| INFORMATION GIVEN |
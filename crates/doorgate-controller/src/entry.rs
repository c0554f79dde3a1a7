//! Entry controller.
//!
//! Owns the door state, its deadlines and the button debouncer, and turns
//! input events into actuator commands:
//!
//! | State   | Event                                  | Action          | Next    |
//! |---------|----------------------------------------|-----------------|---------|
//! | Closed  | granted credential / accepted press    | `open()`        | Opening |
//! | Opening | movement time elapsed                  | `stop()`        | Open    |
//! | Open    | open time elapsed since reaching Open  | `close()`       | Closing |
//! | Closing | movement time elapsed                  | `stop()`        | Closed  |
//!
//! Events arriving in any state other than `Closed` are ignored: they never
//! restart or extend a deadline and never trigger a second `open()`. A denied
//! credential causes no transition at all.
//!
//! Time never flows implicitly. Every operation takes `now`, and deadlines
//! are only acted upon inside [`EntryController::tick`].
//!
//! If the drive rejects a command the state is left as it was and the
//! deadline stays armed, so the next `tick` retries the same command.

use std::collections::VecDeque;

use doorgate_core::AuthorizationResult;
use doorgate_core::config::DoorTiming;
use doorgate_hardware::{DoorDrive, DriveCommand, PinLevel};
use tokio::time::Instant;
use tracing::{debug, info};

use crate::actuator::DoorActuator;
use crate::debounce::{ButtonEdge, Debouncer};
use crate::door::{Direction, DoorState, DoorStateMachine, StateTransition};
use crate::error::Result;

pub struct EntryController<D> {
    actuator: DoorActuator<D>,
    machine: DoorStateMachine,
    debouncer: Debouncer,
    timing: DoorTiming,
    deadline: Option<Instant>,
}

impl<D: DoorDrive> EntryController<D> {
    /// Create a controller for a closed door.
    ///
    /// A neutral command is issued first so the drive starts stopped.
    ///
    /// # Errors
    /// Returns `ControllerError::Hardware` if the drive rejects it.
    pub fn new(drive: D, timing: DoorTiming, now: Instant) -> Result<Self> {
        let mut actuator = DoorActuator::new(drive);
        actuator.stop(now)?;

        Ok(Self {
            actuator,
            machine: DoorStateMachine::new(now),
            debouncer: Debouncer::new(timing.debounce, now),
            timing,
            deadline: None,
        })
    }

    pub fn state(&self) -> DoorState {
        self.machine.state()
    }

    pub fn timing(&self) -> &DoorTiming {
        &self.timing
    }

    /// Next armed deadline, if any.
    pub fn deadline(&self) -> Option<Instant> {
        self.deadline
    }

    pub fn history(&self) -> &VecDeque<StateTransition> {
        self.machine.history()
    }

    pub fn actuator(&self) -> &DoorActuator<D> {
        &self.actuator
    }

    /// `true` when the reader may be polled.
    ///
    /// While the door moves the reader is left alone so an exchange cannot
    /// hold the drive past its stop deadline.
    pub fn reader_enabled(&self) -> bool {
        !self.state().is_moving()
    }

    /// Feed one raw button sample.
    ///
    /// An accepted press opens a closed door; everything else is absorbed.
    pub fn sample_button(&mut self, level: PinLevel, now: Instant) -> Result<Option<StateTransition>> {
        match self.debouncer.sample(level, now) {
            Some(ButtonEdge::Pressed) => {
                if self.state() == DoorState::Closed {
                    info!("Button pressed");
                    self.begin_opening(now).map(Some)
                } else {
                    debug!(state = %self.state(), "Button press ignored");
                    Ok(None)
                }
            }
            Some(ButtonEdge::Released) => {
                debug!("Button released");
                Ok(None)
            }
            None => Ok(None),
        }
    }

    /// Act on a completed authorization exchange.
    pub fn apply_authorization(
        &mut self,
        result: &AuthorizationResult,
        now: Instant,
    ) -> Result<Option<StateTransition>> {
        if !result.granted {
            debug!("Credential denied, door unchanged");
            return Ok(None);
        }
        if self.state() != DoorState::Closed {
            info!(state = %self.state(), "Credential granted while door not closed, ignoring");
            return Ok(None);
        }
        self.begin_opening(now).map(Some)
    }

    /// Service the armed deadline.
    ///
    /// At most one transition happens per call.
    pub fn tick(&mut self, now: Instant) -> Result<Option<StateTransition>> {
        let Some(deadline) = self.deadline else {
            return Ok(None);
        };
        if now < deadline {
            return Ok(None);
        }

        let transition = match self.state() {
            DoorState::Moving(Direction::Opening) => {
                let transition = self.advance(DriveCommand::Stop, DoorState::Open, now)?;
                self.deadline = Some(now + self.timing.open);
                transition
            }
            DoorState::Open => {
                let transition =
                    self.advance(DriveCommand::Close, DoorState::Moving(Direction::Closing), now)?;
                self.deadline = Some(now + self.timing.movement);
                transition
            }
            DoorState::Moving(Direction::Closing) => {
                let transition = self.advance(DriveCommand::Stop, DoorState::Closed, now)?;
                self.deadline = None;
                transition
            }
            DoorState::Closed => {
                self.deadline = None;
                return Ok(None);
            }
        };

        Ok(Some(transition))
    }

    /// Stop the drive if the door is moving. Used at shutdown.
    pub fn halt(&mut self, now: Instant) -> Result<()> {
        if self.state().is_moving() {
            info!(state = %self.state(), "Halting drive");
            self.actuator.stop(now)?;
        }
        Ok(())
    }

    fn begin_opening(&mut self, now: Instant) -> Result<StateTransition> {
        let transition =
            self.advance(DriveCommand::Open, DoorState::Moving(Direction::Opening), now)?;
        self.deadline = Some(now + self.timing.movement);
        Ok(transition)
    }

    /// Validate, command, then record.
    fn advance(
        &mut self,
        command: DriveCommand,
        next: DoorState,
        now: Instant,
    ) -> Result<StateTransition> {
        let current = self.state();
        if !current.can_transition_to(&next) {
            return Err(doorgate_core::Error::InvalidStateTransition {
                from: current.to_string(),
                to: next.to_string(),
            }
            .into());
        }

        self.actuator.issue(command, now)?;
        let transition = self.machine.transition_to(next, now)?;
        info!(from = %transition.from, to = %transition.to, "Door transition");
        Ok(transition)
    }
}

impl<D> std::fmt::Debug for EntryController<D> {
    fn fmt(&self, f: &mut std::fmt::Formatter<'_>) -> std::fmt::Result {
        f.debug_struct("EntryController")
            .field("state", &self.machine.state())
            .field("deadline", &self.deadline)
            .field("timing", &self.timing)
            .finish_non_exhaustive()
    }
}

| EXERCISE DIRECTIONS |
Output the lines above between the one holding "a closed door." and the one holding "let mut actuator", inclusive, with nothing before or after them.

| RESPONSE |
    /// Create a controller for a closed door.
    ///
    /// A neutral command is issued first so the drive starts stopped.
    ///
    /// # Errors
    /// Returns `ControllerError::Hardware` if the drive rejects it.
    pub fn new(drive: D, timing: DoorTiming, now: Instant) -> Result<Self> {
        let mut actuator = DoorActuator::new(drive);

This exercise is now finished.